Segment Start: SUPPLIED RECORDS

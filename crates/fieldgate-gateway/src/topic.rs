//! Topic addressing: `<namespace>/<deviceId>/<kind>`.
//!
//! Parsing is total: anything that is not a well-formed three-segment
//! address in our namespace with a known kind yields `None`, and the
//! router drops it with a diagnostic rather than erroring.

use std::fmt;

/// Message kinds carried in the third topic segment.
#[derive(Debug, Clone, Copy, PartialEq, Eq, Hash)]
pub enum MessageKind {
    /// Device → gateway: public key + certificate for onboarding.
    DeviceKey,
    /// Device → gateway: encrypted telemetry.
    Sensors,
    /// Gateway → device: renewed certificate bundle.
    DeviceCert,
    /// Gateway → device: server ECDH public key.
    ServerKey,
    /// Device → gateway: renewal request.
    RenewCert,
    /// Device → gateway: renewal confirmation.
    CertConfirmation,
    /// Gateway → device: revocation notice.
    RevokeCert,
    /// Device → gateway: revocation confirmation.
    RevokeConfirmation,
    /// Gateway → consumers: decrypted telemetry echo.
    ProcessedData,
    /// Gateway → device: configuration push.
    Config,
}

impl MessageKind {
    #[must_use]
    pub fn from_segment(segment: &str) -> Option<Self> {
        Some(match segment {
            "device_key" => Self::DeviceKey,
            "sensors" => Self::Sensors,
            "device_cert" => Self::DeviceCert,
            "server_key" => Self::ServerKey,
            "renew_cert" => Self::RenewCert,
            "cert_confirmation" => Self::CertConfirmation,
            "revoke_cert" => Self::RevokeCert,
            "revoke_confirmation" => Self::RevokeConfirmation,
            "processed_data" => Self::ProcessedData,
            "config" => Self::Config,
            _ => return None,
        })
    }

    #[must_use]
    pub fn as_segment(self) -> &'static str {
        match self {
            Self::DeviceKey => "device_key",
            Self::Sensors => "sensors",
            Self::DeviceCert => "device_cert",
            Self::ServerKey => "server_key",
            Self::RenewCert => "renew_cert",
            Self::CertConfirmation => "cert_confirmation",
            Self::RevokeCert => "revoke_cert",
            Self::RevokeConfirmation => "revoke_confirmation",
            Self::ProcessedData => "processed_data",
            Self::Config => "config",
        }
    }
}

impl fmt::Display for MessageKind {
    fn fmt(&self, f: &mut fmt::Formatter<'_>) -> fmt::Result {
        f.write_str(self.as_segment())
    }
}

/// A parsed inbound address.
#[derive(Debug, Clone, PartialEq, Eq)]
pub struct Topic {
    pub device_id: String,
    pub kind: MessageKind,
}

/// Parse `<namespace>/<deviceId>/<kind>`. Foreign namespaces, wrong
/// segment counts, empty device ids, and unknown kinds all yield `None`.
#[must_use]
pub fn parse(namespace: &str, topic: &str) -> Option<Topic> {
    let mut segments = topic.split('/');
    let ns = segments.next()?;
    let device_id = segments.next()?;
    let kind = segments.next()?;
    if segments.next().is_some() || ns != namespace || device_id.is_empty() {
        return None;
    }
    Some(Topic {
        device_id: device_id.to_string(),
        kind: MessageKind::from_segment(kind)?,
    })
}

/// Build an outbound topic string.
#[must_use]
pub fn build(namespace: &str, device_id: &str, kind: MessageKind) -> String {
    format!("{namespace}/{device_id}/{}", kind.as_segment())
}
//! Crypto error types.

/// Errors from telemetry decryption and related primitives.
#[derive(Debug, thiserror::Error)]
pub enum CryptoError {
    #[error("Invalid {field}: must be a hexadecimal string")]
    NotHex { field: &'static str },

    #[error("Invalid {field} length: expected {expected} bytes, got {actual}")]
    InvalidLength {
        field: &'static str,
        expected: usize,
        actual: usize,
    },

    #[error("Ciphertext length must be a multiple of {block_size} bytes, got {actual}")]
    CiphertextNotBlockAligned { block_size: usize, actual: usize },

    #[error("Tag verification failed: tag mismatch")]
    TagMismatch,

    #[error("Decryption failed: {0}")]
    DecryptionFailed(String),

    #[error("Invalid PKCS#7 padding: padding length {0}")]
    InvalidPadding(u8),

    #[error("Invalid PKCS#7 padding: inconsistent padding bytes")]
    InconsistentPadding,

    #[error("Failed to parse decrypted payload as JSON: {message}")]
    JsonParse {
        message: String,
        /// Unpadded plaintext, hex-encoded, for diagnostics. Only populated
        /// after tag verification has already succeeded.
        plaintext_hex: String,
    },

    #[error("Unsupported encryption type: {0}")]
    UnsupportedSuite(String),
}

/// Errors from certificate verification and key agreement.
///
/// Each verification step fails with its own variant so callers can emit
/// distinct status updates without string-matching.
#[derive(Debug, thiserror::Error)]
pub enum HandshakeError {
    #[error("Invalid certificate: must be a hexadecimal string")]
    CertificateNotHex,

    #[error("Certificate length incorrect: expected {expected} hex characters, got {actual}")]
    CertificateLength { expected: usize, actual: usize },

    #[error("Failed to parse certificate: {0}")]
    CertificateMalformed(String),

    #[error("Certificate issuer does not match CA subject")]
    IssuerMismatch,

    #[error("Certificate is not valid at current time")]
    NotCurrentlyValid,

    #[error("Certificate verification failed: invalid signature")]
    SignatureInvalid,

    #[error("Device public key does not match certificate public key")]
    KeyMismatch,

    #[error("Invalid public key coordinates: {0}")]
    InvalidPublicKey(String),

    #[error("Key agreement failed: {0}")]
    KeyAgreementFailed(String),
}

Segment End: SUPPLIED RECORDS

THE PROBLEM: Faithfully copy every entry, leaving nothing out.

ANSWER BOX:
filename crates/fieldgate-gateway/src/topic.rs
//! Topic addressing: `<namespace>/<deviceId>/<kind>`.
//!
//! Parsing is total: anything that is not a well-formed three-segment
//! address in our namespace with a known kind yields `None`, and the
//! router drops it with a diagnostic rather than erroring.

use std::fmt;

/// Message kinds carried in the third topic segment.
#[derive(Debug, Clone, Copy, PartialEq, Eq, Hash)]
pub enum MessageKind {
    /// Device → gateway: public key + certificate for onboarding.
    DeviceKey,
    /// Device → gateway: encrypted telemetry.
    Sensors,
    /// Gateway → device: renewed certificate bundle.
    DeviceCert,
    /// Gateway → device: server ECDH public key.
    ServerKey,
    /// Device → gateway: renewal request.
    RenewCert,
    /// Device → gateway: renewal confirmation.
    CertConfirmation,
    /// Gateway → device: revocation notice.
    RevokeCert,
    /// Device → gateway: revocation confirmation.
    RevokeConfirmation,
    /// Gateway → consumers: decrypted telemetry echo.
    ProcessedData,
    /// Gateway → device: configuration push.
    Config,
}

impl MessageKind {
    #[must_use]
    pub fn from_segment(segment: &str) -> Option<Self> {
        Some(match segment {
            "device_key" => Self::DeviceKey,
            "sensors" => Self::Sensors,
            "device_cert" => Self::DeviceCert,
            "server_key" => Self::ServerKey,
            "renew_cert" => Self::RenewCert,
            "cert_confirmation" => Self::CertConfirmation,
            "revoke_cert" => Self::RevokeCert,
            "revoke_confirmation" => Self::RevokeConfirmation,
            "processed_data" => Self::ProcessedData,
            "config" => Self::Config,
            _ => return None,
        })
    }

    #[must_use]
    pub fn as_segment(self) -> &'static str {
        match self {
            Self::DeviceKey => "device_key",
            Self::Sensors => "sensors",
            Self::DeviceCert => "device_cert",
            Self::ServerKey => "server_key",
            Self::RenewCert => "renew_cert",
            Self::CertConfirmation => "cert_confirmation",
            Self::RevokeCert => "revoke_cert",
            Self::RevokeConfirmation => "revoke_confirmation",
            Self::ProcessedData => "processed_data",
            Self::Config => "config",
        }
    }
}

impl fmt::Display for MessageKind {
    fn fmt(&self, f: &mut fmt::Formatter<'_>) -> fmt::Result {
        f.write_str(self.as_segment())
    }
}

/// A parsed inbound address.
#[derive(Debug, Clone, PartialEq, Eq)]
pub struct Topic {
    pub device_id: String,
    pub kind: MessageKind,
}

/// Parse `<namespace>/<deviceId>/<kind>`. Foreign namespaces, wrong
/// segment counts, empty device ids, and unknown kinds all yield `None`.
#[must_use]
pub fn parse(namespace: &str, topic: &str) -> Option<Topic> {
    let mut segments = topic.split('/');
    let ns = segments.next()?;
    let device_id = segments.next()?;
    let kind = segments.next()?;
    if segments.next().is_some() || ns != namespace || device_id.is_empty() {
        return None;
    }
    Some(Topic {
        device_id: device_id.to_string(),
        kind: MessageKind::from_segment(kind)?,
    })
}

/// Build an outbound topic string.
#[must_use]
pub fn build(namespace: &str, device_id: &str, kind: MessageKind) -> String {
    format!("{namespace}/{device_id}/{}", kind.as_segment())
}
//! Crypto error types.

/// Errors from telemetry decryption and related primitives.
#[derive(Debug, thiserror::Error)]
pub enum CryptoError {
    #[error("Invalid {field}: must be a hexadecimal string")]
    NotHex { field: &'static str },

    #[error("Invalid {field} length: expected {expected} bytes, got {actual}")]
    InvalidLength {
        field: &'static str,
        expected: usize,
        actual: usize,
    },

    #[error("Ciphertext length must be a multiple of {block_size} bytes, got {actual}")]
    CiphertextNotBlockAligned { block_size: usize, actual: usize },

    #[error("Tag verification failed: tag mismatch")]
    TagMismatch,

    #[error("Decryption failed: {0}")]
    DecryptionFailed(String),

    #[error("Invalid PKCS#7 padding: padding length {0}")]
    InvalidPadding(u8),

    #[error("Invalid PKCS#7 padding: inconsistent padding bytes")]
    InconsistentPadding,

    #[error("Failed to parse decrypted payload as JSON: {message}")]
    JsonParse {
        message: String,
        /// Unpadded plaintext, hex-encoded, for diagnostics. Only populated
        /// after tag verification has already succeeded.
        plaintext_hex: String,
    },

    #[error("Unsupported encryption type: {0}")]
    UnsupportedSuite(String),
}

/// Errors from certificate verification and key agreement.
///
/// Each verification step fails with its own variant so callers can emit
/// distinct status updates without string-matching.
#[derive(Debug, thiserror::Error)]
pub enum HandshakeError {
    #[error("Invalid certificate: must be a hexadecimal string")]
    CertificateNotHex,

    #[error("Certificate length incorrect: expected {expected} hex characters, got {actual}")]
    CertificateLength { expected: usize, actual: usize },

    #[error("Failed to parse certificate: {0}")]
    CertificateMalformed(String),

    #[error("Certificate issuer does not match CA subject")]
    IssuerMismatch,

    #[error("Certificate is not valid at current time")]
    NotCurrentlyValid,

    #[error("Certificate verification failed: invalid signature")]
    SignatureInvalid,

    #[error("Device public key does not match certificate public key")]
    KeyMismatch,

    #[error("Invalid public key coordinates: {0}")]
    InvalidPublicKey(String),

    #[error("Key agreement failed: {0}")]
    KeyAgreementFailed(String),
}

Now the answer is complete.